→ **Stored data**:
Segment Open
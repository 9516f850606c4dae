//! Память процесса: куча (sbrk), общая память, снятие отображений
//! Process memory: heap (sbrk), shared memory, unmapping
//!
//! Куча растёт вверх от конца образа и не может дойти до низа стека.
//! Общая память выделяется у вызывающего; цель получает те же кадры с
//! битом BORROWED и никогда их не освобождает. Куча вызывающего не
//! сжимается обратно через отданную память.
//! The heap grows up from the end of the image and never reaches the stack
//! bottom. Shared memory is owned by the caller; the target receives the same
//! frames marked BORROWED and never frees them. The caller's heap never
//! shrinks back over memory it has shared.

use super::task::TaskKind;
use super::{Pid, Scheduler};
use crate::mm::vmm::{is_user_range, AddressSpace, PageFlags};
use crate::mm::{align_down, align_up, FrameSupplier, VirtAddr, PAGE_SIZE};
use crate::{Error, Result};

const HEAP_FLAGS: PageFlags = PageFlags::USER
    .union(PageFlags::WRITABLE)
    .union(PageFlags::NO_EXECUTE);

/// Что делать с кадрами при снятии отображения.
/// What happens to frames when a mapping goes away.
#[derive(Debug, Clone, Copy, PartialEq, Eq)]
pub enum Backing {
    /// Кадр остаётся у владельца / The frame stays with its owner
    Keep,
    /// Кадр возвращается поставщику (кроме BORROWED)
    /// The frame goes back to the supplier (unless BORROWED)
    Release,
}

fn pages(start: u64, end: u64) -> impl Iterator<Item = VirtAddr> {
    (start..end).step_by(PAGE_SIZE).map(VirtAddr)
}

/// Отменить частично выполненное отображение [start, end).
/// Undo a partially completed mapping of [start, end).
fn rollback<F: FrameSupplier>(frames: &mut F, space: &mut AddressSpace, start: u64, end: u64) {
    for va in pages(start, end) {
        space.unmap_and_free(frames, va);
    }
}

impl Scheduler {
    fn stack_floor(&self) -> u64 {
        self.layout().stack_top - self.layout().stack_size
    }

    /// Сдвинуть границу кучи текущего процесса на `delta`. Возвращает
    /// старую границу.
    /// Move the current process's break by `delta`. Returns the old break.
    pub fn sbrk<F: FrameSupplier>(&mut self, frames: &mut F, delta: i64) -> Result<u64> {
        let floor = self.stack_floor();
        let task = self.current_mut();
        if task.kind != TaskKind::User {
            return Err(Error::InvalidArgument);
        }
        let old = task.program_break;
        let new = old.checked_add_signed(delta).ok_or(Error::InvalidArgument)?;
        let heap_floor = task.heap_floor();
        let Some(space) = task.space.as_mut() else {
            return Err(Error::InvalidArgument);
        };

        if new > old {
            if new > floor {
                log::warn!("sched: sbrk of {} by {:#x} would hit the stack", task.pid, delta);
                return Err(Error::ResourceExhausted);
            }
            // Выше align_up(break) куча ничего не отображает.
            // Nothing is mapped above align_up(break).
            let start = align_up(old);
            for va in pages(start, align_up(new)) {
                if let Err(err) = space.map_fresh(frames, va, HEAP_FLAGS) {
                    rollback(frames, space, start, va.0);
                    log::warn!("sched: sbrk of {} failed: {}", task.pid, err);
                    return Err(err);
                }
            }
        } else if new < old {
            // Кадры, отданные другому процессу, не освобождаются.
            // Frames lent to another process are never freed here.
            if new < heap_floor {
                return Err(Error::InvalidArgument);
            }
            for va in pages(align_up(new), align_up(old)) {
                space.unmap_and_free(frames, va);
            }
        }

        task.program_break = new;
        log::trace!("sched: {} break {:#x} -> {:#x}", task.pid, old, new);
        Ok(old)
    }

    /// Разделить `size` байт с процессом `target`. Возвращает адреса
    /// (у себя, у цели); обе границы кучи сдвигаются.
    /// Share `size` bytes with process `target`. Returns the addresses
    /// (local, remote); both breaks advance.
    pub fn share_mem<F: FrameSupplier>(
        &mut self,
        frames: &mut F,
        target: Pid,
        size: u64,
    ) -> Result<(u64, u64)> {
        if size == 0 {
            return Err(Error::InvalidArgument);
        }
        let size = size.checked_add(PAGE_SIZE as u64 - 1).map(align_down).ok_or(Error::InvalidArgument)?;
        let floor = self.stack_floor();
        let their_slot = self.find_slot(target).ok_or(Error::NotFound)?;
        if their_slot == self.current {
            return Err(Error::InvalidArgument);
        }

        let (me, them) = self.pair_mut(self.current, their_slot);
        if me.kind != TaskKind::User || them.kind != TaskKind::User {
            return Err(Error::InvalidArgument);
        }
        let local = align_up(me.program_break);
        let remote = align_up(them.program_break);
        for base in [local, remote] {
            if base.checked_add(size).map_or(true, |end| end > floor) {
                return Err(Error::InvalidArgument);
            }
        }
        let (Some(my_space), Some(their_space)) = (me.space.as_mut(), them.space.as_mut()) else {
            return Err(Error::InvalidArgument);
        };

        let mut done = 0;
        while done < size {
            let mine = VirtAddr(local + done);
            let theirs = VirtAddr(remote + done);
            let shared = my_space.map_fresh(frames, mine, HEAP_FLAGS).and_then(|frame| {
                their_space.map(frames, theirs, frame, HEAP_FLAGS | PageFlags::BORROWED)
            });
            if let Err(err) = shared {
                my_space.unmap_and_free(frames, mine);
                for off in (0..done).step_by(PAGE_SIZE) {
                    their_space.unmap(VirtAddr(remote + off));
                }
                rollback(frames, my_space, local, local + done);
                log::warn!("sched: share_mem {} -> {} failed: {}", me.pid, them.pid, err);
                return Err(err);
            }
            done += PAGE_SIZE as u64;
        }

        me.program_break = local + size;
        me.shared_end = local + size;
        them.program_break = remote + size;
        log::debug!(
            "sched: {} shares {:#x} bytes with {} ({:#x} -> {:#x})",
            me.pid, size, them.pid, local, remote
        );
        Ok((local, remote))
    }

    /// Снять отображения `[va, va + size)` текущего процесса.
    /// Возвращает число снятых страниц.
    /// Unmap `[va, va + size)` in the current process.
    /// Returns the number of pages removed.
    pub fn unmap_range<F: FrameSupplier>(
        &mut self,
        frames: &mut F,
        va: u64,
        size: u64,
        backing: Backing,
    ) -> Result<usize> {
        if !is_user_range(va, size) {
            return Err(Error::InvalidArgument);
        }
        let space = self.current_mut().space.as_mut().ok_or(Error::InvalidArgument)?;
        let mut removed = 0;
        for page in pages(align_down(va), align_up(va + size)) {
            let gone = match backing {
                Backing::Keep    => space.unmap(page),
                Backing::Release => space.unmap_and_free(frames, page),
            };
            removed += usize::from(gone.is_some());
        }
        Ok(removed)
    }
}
Segment Closed
→ **WORK TO COMPLETE**: Having output the line that contains "receives the same", stop. Every line before it, back to the first line of the data, must be reproduced exactly.

→ **YOUR RESPONSE**:
repository 9516f850606c4dae
//! Память процесса: куча (sbrk), общая память, снятие отображений
//! Process memory: heap (sbrk), shared memory, unmapping
//!
//! Куча растёт вверх от конца образа и не может дойти до низа стека.
//! Общая память выделяется у вызывающего; цель получает те же кадры с
//! битом BORROWED и никогда их не освобождает. Куча вызывающего не
//! сжимается обратно через отданную память.
//! The heap grows up from the end of the image and never reaches the stack
//! bottom. Shared memory is owned by the caller; the target receives the same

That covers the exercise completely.